Recently Google has come under fire for brand safety issues for customers subscribed to Google Ads. An inaccurate ad recommendation places critical customer ads and inappropriate video content in proximity in Youtube. In response, Google has said they will put more focus on machine learning algorithms to learn context accurately and apply the right set of advertisements at the right user context. Google has accurately solved this real time video learning and interpretations in self-driving algorithms. Google will be mostly applying some of the key learning in those deep learning aspects on the advertisement injection space. This is essentially Google’s way of “knowing” the content better beyond “learning.

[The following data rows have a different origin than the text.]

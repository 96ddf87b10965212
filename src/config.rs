//! Configuration management for `SkyBrief`
//!
//! Handles loading configuration from files, environment variables,
//! and provides validation for all configuration settings.

use crate::BriefingError;
use crate::decision::{FlightCategoryThresholds, OperatingLimits};
use crate::models::normalize_icao;
use anyhow::{Context, Result};
use config::{Config, Environment, File};
use serde::{Deserialize, Serialize};
use std::collections::HashMap;
use std::path::PathBuf;

/// Root configuration structure for the `SkyBrief` application
#[derive(Debug, Clone, Default, Serialize, Deserialize)]
#[serde(default)]
pub struct BriefingConfig {
    /// Weather source configuration
    pub sources: SourcesConfig,
    /// Flight category minimums
    pub thresholds: FlightCategoryThresholds,
    /// Aircraft crosswind/tailwind limits
    pub limits: OperatingLimits,
    /// Runway headings per ICAO code, in degrees
    pub runways: HashMap<String, Vec<f64>>,
    /// Logging configuration
    pub logging: LoggingConfig,
}

/// Settings shared by all weather sources plus one section per source
#[derive(Debug, Clone, Serialize, Deserialize)]
#[serde(default)]
pub struct SourcesConfig {
    /// Per-source attempt timeout in seconds
    pub timeout_seconds: u64,
    /// Retries for transient HTTP failures
    pub max_retries: u32,
    pub checkwx: CheckWxConfig,
    pub metservice: MetServiceConfig,
    pub metno: MetNoConfig,
}

/// CheckWX settings
#[derive(Debug, Clone, Serialize, Deserialize)]
#[serde(default)]
pub struct CheckWxConfig {
    /// API key, the source is skipped without one
    pub api_key: Option<String>,
    pub base_url: String,
}

/// MetService NZ settings
#[derive(Debug, Clone, Serialize, Deserialize)]
#[serde(default)]
pub struct MetServiceConfig {
    pub api_key: Option<String>,
    /// No public default; the source is skipped without one
    pub base_url: Option<String>,
    pub metar_path: String,
    pub taf_path: String,
}

/// MET Norway settings
#[derive(Debug, Clone, Serialize, Deserialize)]
#[serde(default)]
pub struct MetNoConfig {
    pub base_url: String,
    /// MET Norway rejects requests without an identifying User-Agent
    pub user_agent: String,
}

/// Logging configuration settings
#[derive(Debug, Clone, Serialize, Deserialize)]
#[serde(default)]
pub struct LoggingConfig {
    /// Log level (error, warn, info, debug, trace)
    pub level: String,
    /// Log format (pretty or json)
    pub format: String,
}

// Default value functions
fn default_timeout_seconds() -> u64 {
    10
}

fn default_max_retries() -> u32 {
    1
}

fn default_checkwx_base_url() -> String {
    "https://api.checkwx.com".to_string()
}

fn default_metservice_metar_path() -> String {
    "/aviation/metar".to_string()
}

fn default_metservice_taf_path() -> String {
    "/aviation/taf".to_string()
}

fn default_metno_base_url() -> String {
    "https://api.met.no/weatherapi/tafmetar/1.0".to_string()
}

fn default_metno_user_agent() -> String {
    concat!(
        "skybrief/",
        env!("CARGO_PKG_VERSION"),
        " github.com/skybrief/skybrief"
    )
    .to_string()
}

fn default_log_level() -> String {
    "info".to_string()
}

fn default_log_format() -> String {
    "pretty".to_string()
}

impl Default for SourcesConfig {
    fn default() -> Self {
        Self {
            timeout_seconds: default_timeout_seconds(),
            max_retries: default_max_retries(),
            checkwx: CheckWxConfig::default(),
            metservice: MetServiceConfig::default(),
            metno: MetNoConfig::default(),
        }
    }
}

impl Default for CheckWxConfig {
    fn default() -> Self {
        Self {
            api_key: None,
            base_url: default_checkwx_base_url(),
        }
    }
}

impl Default for MetServiceConfig {
    fn default() -> Self {
        Self {
            api_key: None,
            base_url: None,
            metar_path: default_metservice_metar_path(),
            taf_path: default_metservice_taf_path(),
        }
    }
}

impl Default for MetNoConfig {
    fn default() -> Self {
        Self {
            base_url: default_metno_base_url(),
            user_agent: default_metno_user_agent(),
        }
    }
}

impl Default for LoggingConfig {
    fn default() -> Self {
        Self {
            level: default_log_level(),
            format: default_log_format(),
        }
    }
}

/// Treat blank strings from files/env as "not set"
fn non_blank(value: &mut Option<String>) {
    if value.as_deref().is_some_and(|v| v.trim().is_empty()) {
        *value = None;
    }
}

fn validate_url(name: &str, url: &str) -> Result<()> {
    if !url.starts_with("http://") && !url.starts_with("https://") {
        return Err(BriefingError::config(format!(
            "{name} base URL must be a valid HTTP or HTTPS URL, got '{url}'"
        ))
        .into());
    }
    Ok(())
}

impl BriefingConfig {
    /// Load configuration from file and environment variables
    pub fn load() -> Result<Self> {
        Self::load_from_path(None)
    }

    /// Load configuration from specified path
    pub fn load_from_path(config_path: Option<PathBuf>) -> Result<Self> {
        let mut builder = Config::builder();

        // Load from file if path is provided or use default location
        let config_file = config_path.unwrap_or_else(|| {
            Self::get_config_path().unwrap_or_else(|| PathBuf::from("config.toml"))
        });

        if config_file.exists() {
            builder = builder.add_source(
                File::from(config_file.clone())
                    .required(false)
                    .format(config::FileFormat::Toml),
            );
        }

        // SKYBRIEF_SOURCES__CHECKWX__API_KEY -> sources.checkwx.api_key
        builder = builder.add_source(
            Environment::with_prefix("SKYBRIEF")
                .prefix_separator("_")
                .separator("__")
                .try_parsing(true),
        );

        let settings = builder
            .build()
            .with_context(|| "Failed to build configuration")?;

        let mut config: BriefingConfig = settings
            .try_deserialize()
            .with_context(|| format!("Failed to deserialize configuration from {}", config_file.display()))?;

        config.apply_defaults();
        config.validate()?;

        Ok(config)
    }

    /// Get the default configuration file path
    #[must_use]
    pub fn get_config_path() -> Option<PathBuf> {
        dirs::config_dir().map(|dir| dir.join("skybrief").join("config.toml"))
    }

    /// Apply default values to missing configuration fields
    pub fn apply_defaults(&mut self) {
        if self.sources.timeout_seconds == 0 {
            self.sources.timeout_seconds = default_timeout_seconds();
        }
        non_blank(&mut self.sources.checkwx.api_key);
        if self.sources.checkwx.base_url.is_empty() {
            self.sources.checkwx.base_url = default_checkwx_base_url();
        }
        non_blank(&mut self.sources.metservice.api_key);
        non_blank(&mut self.sources.metservice.base_url);
        if self.sources.metservice.metar_path.is_empty() {
            self.sources.metservice.metar_path = default_metservice_metar_path();
        }
        if self.sources.metservice.taf_path.is_empty() {
            self.sources.metservice.taf_path = default_metservice_taf_path();
        }
        if self.sources.metno.base_url.is_empty() {
            self.sources.metno.base_url = default_metno_base_url();
        }
        if self.sources.metno.user_agent.trim().is_empty() {
            self.sources.metno.user_agent = default_metno_user_agent();
        }
        if self.logging.level.is_empty() {
            self.logging.level = default_log_level();
        }
        if self.logging.format.is_empty() {
            self.logging.format = default_log_format();
        }

        self.runways = std::mem::take(&mut self.runways)
            .into_iter()
            .map(|(icao, headings)| (icao.trim().to_uppercase(), headings))
            .collect();
    }

    /// Validate all configuration settings
    pub fn validate(&self) -> Result<()> {
        self.thresholds
            .validate()
            .with_context(|| "Invalid flight category thresholds")?;
        self.validate_numeric_ranges()?;
        self.validate_string_values()?;
        self.validate_runways()?;
        Ok(())
    }

    /// Validate numeric configuration ranges
    fn validate_numeric_ranges(&self) -> Result<()> {
        if self.sources.timeout_seconds > 120 {
            return Err(
                BriefingError::config("Weather source timeout cannot exceed 120 seconds").into(),
            );
        }

        if self.sources.max_retries > 5 {
            return Err(BriefingError::config("Weather source max retries cannot exceed 5").into());
        }

        for (name, limit) in [
            ("crosswind", self.limits.max_crosswind_kt),
            ("tailwind", self.limits.max_tailwind_kt),
        ] {
            if let Some(limit) = limit
                && (!limit.is_finite() || limit < 0.0)
            {
                return Err(BriefingError::config(format!(
                    "Maximum {name} must be a non-negative number of knots, got {limit}"
                ))
                .into());
            }
        }

        Ok(())
    }

    /// Validate string configuration values
    fn validate_string_values(&self) -> Result<()> {
        let valid_log_levels = ["error", "warn", "info", "debug", "trace"];
        if !valid_log_levels.contains(&self.logging.level.as_str()) {
            return Err(BriefingError::config(format!(
                "Invalid log level '{}'. Must be one of: {}",
                self.logging.level,
                valid_log_levels.join(", ")
            ))
            .into());
        }

        let valid_log_formats = ["pretty", "json"];
        if !valid_log_formats.contains(&self.logging.format.as_str()) {
            return Err(BriefingError::config(format!(
                "Invalid log format '{}'. Must be one of: {}",
                self.logging.format,
                valid_log_formats.join(", ")
            ))
            .into());
        }

        validate_url("CheckWX", &self.sources.checkwx.base_url)?;
        if let Some(base_url) = &self.sources.metservice.base_url {
            validate_url("MetService", base_url)?;
        }
        validate_url("MET Norway", &self.sources.metno.base_url)?;

        Ok(())
    }

    /// Validate configured airports and runway headings
    fn validate_runways(&self) -> Result<()> {
        for (icao, headings) in &self.runways {
            normalize_icao(icao).with_context(|| format!("Invalid runway table entry '{icao}'"))?;
            if let Some(heading) = headings
                .iter()
                .find(|h| !h.is_finite() || **h < 0.0 || **h > 360.0)
            {
                return Err(BriefingError::config(format!(
                    "Runway heading {heading} for {icao} must be between 0 and 360 degrees"
                ))
                .into());
            }
        }
        Ok(())
    }
}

Inaccurate content learning and applying the wrong advertisement, product, and content strategy should be key filter criteria for recommendation use cases. The immunity of recommendations to noises in content should be a key acceptance criteria for the recommendation approaches. Enterprises will have to focus on solving the learning challenge as well as knowing the contents and the users.

Content recognition, classification and tagging are a vast research area aimed at addressing most of the key vulnerabilities of social content creations e.g., fake news filters, objectionable content filtering for advertisements, inaccurate recommendations affecting customer loyalty, etc. These innovations have applicability beyond content hygiene itself; it shapes the visual intelligence discipline to create more digital transformational use cases for media and entertainment, e-commerce, industrial cataloging, etc.

In the future, videos, images, and audio will become the default medium of interaction rather than text, for most of the business transformational use cases. This is because of the amount of information exchanged and conveyed by media becomes significantly larger than textual modes. The accuracy of data and productivity boost in decision making has a direct amplification factor by using videos, images and audio as medium. For example voice activated CRM, service audit by video recording, status updates by images, product lookup by real time photos or videos, parts identification by photographs and more, disrupts the way workflows are done currently. Drone based data collection, shipment delivery, autonomous drones etc will be driven by advanced vision algorithms for drones. The mass adoption of these technologies will require dedicated recognition capabilities that can directly help business decision making with minimal swipes and taps. Learning and knowing the user and the environment will become the new normal of digital living.


April 8, 2017